_Activity_
Exact copies of all the records are to be output.

•••••

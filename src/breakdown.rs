use std::collections::{BTreeMap, HashMap};

use serde::{Deserialize, Serialize};

use crate::dataset::{MatchRecord, Outcome, Stroke};

#[derive(Debug, Clone, PartialEq, Serialize, Deserialize)]
pub struct YearWinRate {
    pub year: u16,
    pub matches: usize,
    pub wins: usize,
    pub win_rate_pct: f64,
}

#[derive(Debug, Clone, PartialEq, Eq, Serialize, Deserialize)]
pub struct OpponentOutcomeCount {
    pub opponent: String,
    pub outcome: Outcome,
    pub matches: usize,
}

#[derive(Debug, Clone, PartialEq, Eq, Serialize, Deserialize)]
pub struct StrokeCount {
    pub stroke: Stroke,
    pub count: usize,
}

pub fn win_rate_by_year(rows: &[&MatchRecord]) -> Vec<YearWinRate> {
    let mut groups: BTreeMap<u16, (usize, usize)> = BTreeMap::new();
    for row in rows {
        let entry = groups.entry(row.year).or_insert((0, 0));
        entry.0 += 1;
        if row.is_win() {
            entry.1 += 1;
        }
    }

    groups
        .into_iter()
        .map(|(year, (matches, wins))| YearWinRate {
            year,
            matches,
            wins,
            win_rate_pct: wins as f64 / matches as f64 * 100.0,
        })
        .collect()
}

pub fn outcomes_by_opponent(rows: &[&MatchRecord]) -> Vec<OpponentOutcomeCount> {
    let mut groups: BTreeMap<(&str, Outcome), usize> = BTreeMap::new();
    for row in rows {
        *groups.entry((row.opponent.as_str(), row.outcome)).or_insert(0) += 1;
    }

    groups
        .into_iter()
        .map(|((opponent, outcome), matches)| OpponentOutcomeCount {
            opponent: opponent.to_string(),
            outcome,
            matches,
        })
        .collect()
}

// Most frequent first; ties keep vocabulary order.
pub fn stroke_frequency(rows: &[&MatchRecord]) -> Vec<StrokeCount> {
    let mut counts: HashMap<Stroke, usize> = HashMap::new();
    for row in rows {
        *counts.entry(row.stroke).or_insert(0) += 1;
    }

    let mut out: Vec<StrokeCount> = counts
        .into_iter()
        .map(|(stroke, count)| StrokeCount { stroke, count })
        .collect();
    out.sort_by(|a, b| b.count.cmp(&a.count).then(a.stroke.cmp(&b.stroke)));
    out
}
pub mod breakdown;
pub mod config;
pub mod dataset;
pub mod export;
pub mod filter;
pub mod kpi;
pub mod state;
pub mod view;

•••••

_Solution for this problem_
filename src/breakdown.rs
use std::collections::{BTreeMap, HashMap};

use serde::{Deserialize, Serialize};

use crate::dataset::{MatchRecord, Outcome, Stroke};

#[derive(Debug, Clone, PartialEq, Serialize, Deserialize)]
pub struct YearWinRate {
    pub year: u16,
    pub matches: usize,
    pub wins: usize,
    pub win_rate_pct: f64,
}

#[derive(Debug, Clone, PartialEq, Eq, Serialize, Deserialize)]
pub struct OpponentOutcomeCount {
    pub opponent: String,
    pub outcome: Outcome,
    pub matches: usize,
}

#[derive(Debug, Clone, PartialEq, Eq, Serialize, Deserialize)]
pub struct StrokeCount {
    pub stroke: Stroke,
    pub count: usize,
}

pub fn win_rate_by_year(rows: &[&MatchRecord]) -> Vec<YearWinRate> {
    let mut groups: BTreeMap<u16, (usize, usize)> = BTreeMap::new();
    for row in rows {
        let entry = groups.entry(row.year).or_insert((0, 0));
        entry.0 += 1;
        if row.is_win() {
            entry.1 += 1;
        }
    }

    groups
        .into_iter()
        .map(|(year, (matches, wins))| YearWinRate {
            year,
            matches,
            wins,
            win_rate_pct: wins as f64 / matches as f64 * 100.0,
        })
        .collect()
}

pub fn outcomes_by_opponent(rows: &[&MatchRecord]) -> Vec<OpponentOutcomeCount> {
    let mut groups: BTreeMap<(&str, Outcome), usize> = BTreeMap::new();
    for row in rows {
        *groups.entry((row.opponent.as_str(), row.outcome)).or_insert(0) += 1;
    }

    groups
        .into_iter()
        .map(|((opponent, outcome), matches)| OpponentOutcomeCount {
            opponent: opponent.to_string(),
            outcome,
            matches,
        })
        .collect()
}

// Most frequent first; ties keep vocabulary order.
pub fn stroke_frequency(rows: &[&MatchRecord]) -> Vec<StrokeCount> {
    let mut counts: HashMap<Stroke, usize> = HashMap::new();
    for row in rows {
        *counts.entry(row.stroke).or_insert(0) += 1;
    }

    let mut out: Vec<StrokeCount> = counts
        .into_iter()
        .map(|(stroke, count)| StrokeCount { stroke, count })
        .collect();
    out.sort_by(|a, b| b.count.cmp(&a.count).then(a.stroke.cmp(&b.stroke)));
    out
}
pub mod breakdown;
pub mod config;
pub mod dataset;
pub mod export;
pub mod filter;
pub mod kpi;
pub mod state;
pub mod view;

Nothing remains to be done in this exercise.